Lauren Rosenfeld, FMA Alliance

Lauren Rosenfeld,
FMA Alliance

On November 14, 2014, the New York Department of Financial Services (NYDFS) published comprehensive regulations impacting the practices of third-party debt collectors and debt buyers collecting in the state.

Although several sections of the regulation became effective March 3, 2015, the most onerous sections will become enforceable August 30, 2015. Sections pending implementation, including the substantiation and itemization of charged-off debts under Section 1.4 and 1.2 (b), pose unique challenges as they require regulated collection agencies and technically non-regulated creditors to work together to expeditiously exchange significant amounts  of confidential data.

Section 1.2(b) requires agencies and debt buyers to itemize charged-off debts within five (5) days of the initial communication. As such, creditors are tasked with providing collection agencies and debt buyers additional data at placement or purchase, including:

  • the amount of interest accrued since charge off
  • the charge-off balance
  • non-interest fees accrued since charge-off
  • the name of the original creditor
  • total amount of payments since charge-off

Although this may not appear particularly burdensome at first blush, exchanging all data elements correctly requires significant IT resources on both sides. This requirement also has a retroactive impact, as collectors and buyers must itemize debts charged-off and/or purchased prior to the regulation’s adoption. Further, although creditors are under no obligation to provide this information, they are forced by proxy to supply it to their contracted collection agencies on effected placements starting August 30, 2015.

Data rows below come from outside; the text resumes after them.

//! Durable submission session.
//!
//! The browser original kept its last churn result, last published id, and
//! live match buffer in free-floating page globals. Here that state is an
//! explicit [`Session`] value owned by the application and persisted between
//! invocations, so `publish`, `open`, and `live` can refer back to an
//! earlier `churn`.

use std::{
    fs,
    io::Write,
    path::{Path, PathBuf},
};

use chrono::{DateTime, Utc};
use log::{debug, warn};
use serde::{Deserialize, Serialize};
use serde_json::{json, Value};
use tempfile::NamedTempFile;

use crate::{ChurnError, ChurnResult, IdeaDraft, LiveBuffer, Result};

/// State carried from one invocation to the next
#[derive(Debug, Clone, Serialize, Deserialize)]
pub struct Session {
    /// The draft behind the last successful submission
    pub draft: Option<IdeaDraft>,
    /// The last successful churn result
    pub last: Option<ChurnResult>,
    /// Identifier of the last published copy, server-assigned when available
    pub published_id: Option<String>,
    /// Recent matches across submissions, newest first
    pub live: LiveBuffer,
    pub saved_at: DateTime<Utc>,
}

impl Default for Session {
    fn default() -> Self {
        Session {
            draft: None,
            last: None,
            published_id: None,
            live: LiveBuffer::default(),
            saved_at: Utc::now(),
        }
    }
}

impl Session {
    /// Records a successful submission: the draft and result replace any
    /// prior ones, the published id is invalidated, and the result's matches
    /// feed the live buffer.
    pub fn record_churn(&mut self, draft: IdeaDraft, result: ChurnResult) {
        self.live.push(&result.matches);
        self.draft = Some(draft);
        self.last = Some(result);
        self.published_id = None;
    }

    /// Whether a publish is currently possible
    pub fn can_publish(&self) -> bool {
        self.draft.is_some()
            && self
                .last
                .as_ref()
                .map(|r| !r.idea_id.is_empty())
                .unwrap_or(false)
    }

    /// Builds the publish request body, refusing when no prior submission
    /// with a non-empty idea id exists. No network activity happens here.
    pub fn publish_body(&self) -> Result<Value> {
        let (draft, result) = match (&self.draft, &self.last) {
            (Some(d), Some(r)) => (d, r),
            _ => {
                return Err(ChurnError::precondition(
                    "Nothing to publish yet. Submit an idea with `churchen churn` first.",
                ))
            }
        };
        if result.idea_id.is_empty() {
            return Err(ChurnError::precondition(
                "The last submission carried no idea id; nothing to publish.",
            ));
        }
        Ok(json!({
            "ideaId": result.idea_id,
            "text": draft.text,
            "tags": draft.tags,
            "abstract": draft.abstract_text(),
        }))
    }

    /// Resolves the idea id for the open flow: an explicit id, else the last
    /// published id, else the last submission's id.
    pub fn open_candidate_id(&self, explicit: Option<String>) -> Result<String> {
        explicit
            .filter(|s| !s.is_empty())
            .or_else(|| self.published_id.clone())
            .or_else(|| {
                self.last
                    .as_ref()
                    .map(|r| r.idea_id.clone())
                    .filter(|s| !s.is_empty())
            })
            .ok_or_else(|| {
                ChurnError::precondition("No idea id known. Pass one or submit an idea first.")
            })
    }

    /// Synthesizes a local JSON document from known session fields when no
    /// server copy could be fetched. Carries an explicit marker so it cannot
    /// be mistaken for a genuine server record.
    pub fn local_fallback_doc(&self, id: &str) -> Value {
        json!({
            "source": "local-fallback",
            "note": "synthesized from local session state; not a server record",
            "idea": {
                "id": id,
                "text": self.draft.as_ref().map(|d| d.text.clone()),
                "tags": self.draft.as_ref().map(|d| d.tags.clone()),
                "abstract": self.draft.as_ref().map(|d| d.abstract_text()),
                "hash": self.last.as_ref().and_then(|r| r.hash.clone()),
            },
            "savedAt": self.saved_at.to_rfc3339(),
        })
    }
}

/// Loads and saves the session file
pub struct SessionStore {
    path: PathBuf,
}

impl SessionStore {
    pub fn new(path: PathBuf) -> Self {
        SessionStore { path }
    }

    /// Loads the stored session. A missing file yields a fresh session; a
    /// corrupt one is logged and discarded rather than failing the command.
    pub fn load(&self) -> Session {
        match fs::read_to_string(&self.path) {
            Ok(content) => match serde_json::from_str(&content) {
                Ok(session) => session,
                Err(e) => {
                    warn!(
                        "Session file {} is corrupt ({}), starting fresh",
                        self.path.display(),
                        e
                    );
                    Session::default()
                }
            },
            Err(_) => {
                debug!("No session file at {}", self.path.display());
                Session::default()
            }
        }
    }

    /// Saves the session atomically, stamping `saved_at`.
    pub fn save(&self, session: &mut Session) -> Result<()> {
        session.saved_at = Utc::now();

        let dir = self.path.parent().unwrap_or_else(|| Path::new("."));
        if !dir.exists() {
            fs::create_dir_all(dir).map_err(|_| ChurnError::DirectoryError {
                path: dir.to_path_buf(),
            })?;
        }

        let mut temp_file = NamedTempFile::new_in(dir)?;
        let json = serde_json::to_string_pretty(session)?;
        temp_file.write_all(json.as_bytes())?;
        temp_file
            .persist(&self.path)
            .map_err(|e| ChurnError::Io(e.error))?;

        debug!("Session persisted to {}", self.path.display());
        Ok(())
    }

    /// Removes the stored session, if any.
    pub fn clear(&self) -> Result<()> {
        if self.path.exists() {
            fs::remove_file(&self.path)?;
        }
        Ok(())
    }
}

#[cfg(test)]
mod tests {
    use super::*;
    use serde_json::json;
    use tempfile::tempdir;

    fn session_with_result(idea_id: &str) -> Session {
        let mut session = Session::default();
        let draft = IdeaDraft::new("solar kites", Some("energy, kites".to_string())).unwrap();
        let result = ChurnResult::from_response(&json!({
            "ideaId": idea_id,
            "hash": "h1",
            "matches": [{ "who": "A", "title": "Kite power", "score": 0.8, "id": "m1" }]
        }))
        .unwrap();
        session.record_churn(draft, result);
        session
    }

    #[test]
    fn test_record_churn_enables_publish_and_feeds_live() {
        let session = session_with_result("id1");
        assert!(session.can_publish());
        assert_eq!(session.live.entries()[0].id.as_deref(), Some("m1"));
    }

    #[test]
    fn test_publish_body_matches_contract() {
        // Scenario: publishing the "solar kites" submission.
        let session = session_with_result("id1");
        let body = session.publish_body().unwrap();
        assert_eq!(
            body,
            json!({
                "ideaId": "id1",
                "text": "solar kites",
                "tags": ["energy", "kites"],
                "abstract": "solar kites",
            })
        );
    }

    #[test]
    fn test_publish_refused_without_prior_result() {
        let session = Session::default();
        assert!(!session.can_publish());
        let err = session.publish_body().unwrap_err();
        assert!(matches!(err, ChurnError::Precondition { .. }));
    }

    #[test]
    fn test_publish_refused_on_empty_idea_id() {
        let session = session_with_result("");
        assert!(!session.can_publish());
        let err = session.publish_body().unwrap_err();
        assert!(matches!(err, ChurnError::Precondition { .. }));
    }

    #[test]
    fn test_open_candidate_id_preference_order() {
        let mut session = session_with_result("id1");
        assert_eq!(session.open_candidate_id(None).unwrap(), "id1");

        session.published_id = Some("srv1".to_string());
        assert_eq!(session.open_candidate_id(None).unwrap(), "srv1");
        assert_eq!(
            session.open_candidate_id(Some("explicit".to_string())).unwrap(),
            "explicit"
        );

        let empty = Session::default();
        assert!(matches!(
            empty.open_candidate_id(None).unwrap_err(),
            ChurnError::Precondition { .. }
        ));
    }

    #[test]
    fn test_local_fallback_doc_is_labeled() {
        let session = session_with_result("id1");
        let doc = session.local_fallback_doc("id1");
        assert_eq!(doc["source"], "local-fallback");
        assert_eq!(doc["idea"]["id"], "id1");
        assert_eq!(doc["idea"]["text"], "solar kites");
    }

    #[test]
    fn test_store_roundtrip_and_missing_file() {
        let dir = tempdir().unwrap();
        let store = SessionStore::new(dir.path().join("session.json"));

        // Missing file loads a fresh session.
        assert!(store.load().last.is_none());

        let mut session = session_with_result("id1");
        store.save(&mut session).unwrap();

        let loaded = store.load();
        assert_eq!(loaded.last.unwrap().idea_id, "id1");
        assert_eq!(loaded.live.len(), 1);

        store.clear().unwrap();
        assert!(store.load().last.is_none());
    }

    #[test]
    fn test_corrupt_store_starts_fresh() {
        let dir = tempdir().unwrap();
        let path = dir.path().join("session.json");
        fs::write(&path, "{ not json").unwrap();
        let store = SessionStore::new(path);
        assert!(store.load().last.is_none());
    }
}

Even more novel and challenging are the substantiation requirements set forth in Section 1.4. The substantiation requirement necessitates that regulated agencies provide consumers with previously non-required information and documentation within sixty (60) days of the consumer’s request. Initially, it was unclear what regulated entities should do in the event the creditor did not have any element of the required information in 1.4 (c)(1-4), or did not provide it at point of purchase.  Since the regulation’s release, the NYDFS has released a series of FAQs indicating that closing the account pursuant to the Fair Debt Collection Practices Act (“FDCPA”) was insufficient. Rather, the collection agency and creditor are faced with an awkward catch-22: the non-regulated creditor can agree to waive a potentially valid debt within sixty (60) days of the request, or the collection agency risks enforcement.  Again, the NYDFS saddles non-regulated creditors with the burden of providing the collection agency with information and documentation or they risk requests for waiver.

insideARM Perspective

Because ARM companies must rely on creditors to comply with Section 1.2(b) and 1.4, it is our responsibility and obligation to continue communicating with our clients to establish best practices prior to August 30, 2015. ARM companies should also continue to monitor the NYDFS website for additional guidance, updates or FAQS as the NYDFS has done a fantastic job meeting with industry groups prior to the implementation date. One example of recent guidance was an amendment clarifying that the exempt income disclosures in 1.2 (a)(2) and 1.5(a)(2) should both read that laws “may” prevent certain types of income from being taken to pay a debt.

The amendment can be found here:

ARM companies should read the amended version of the regulation and update their letters accordingly.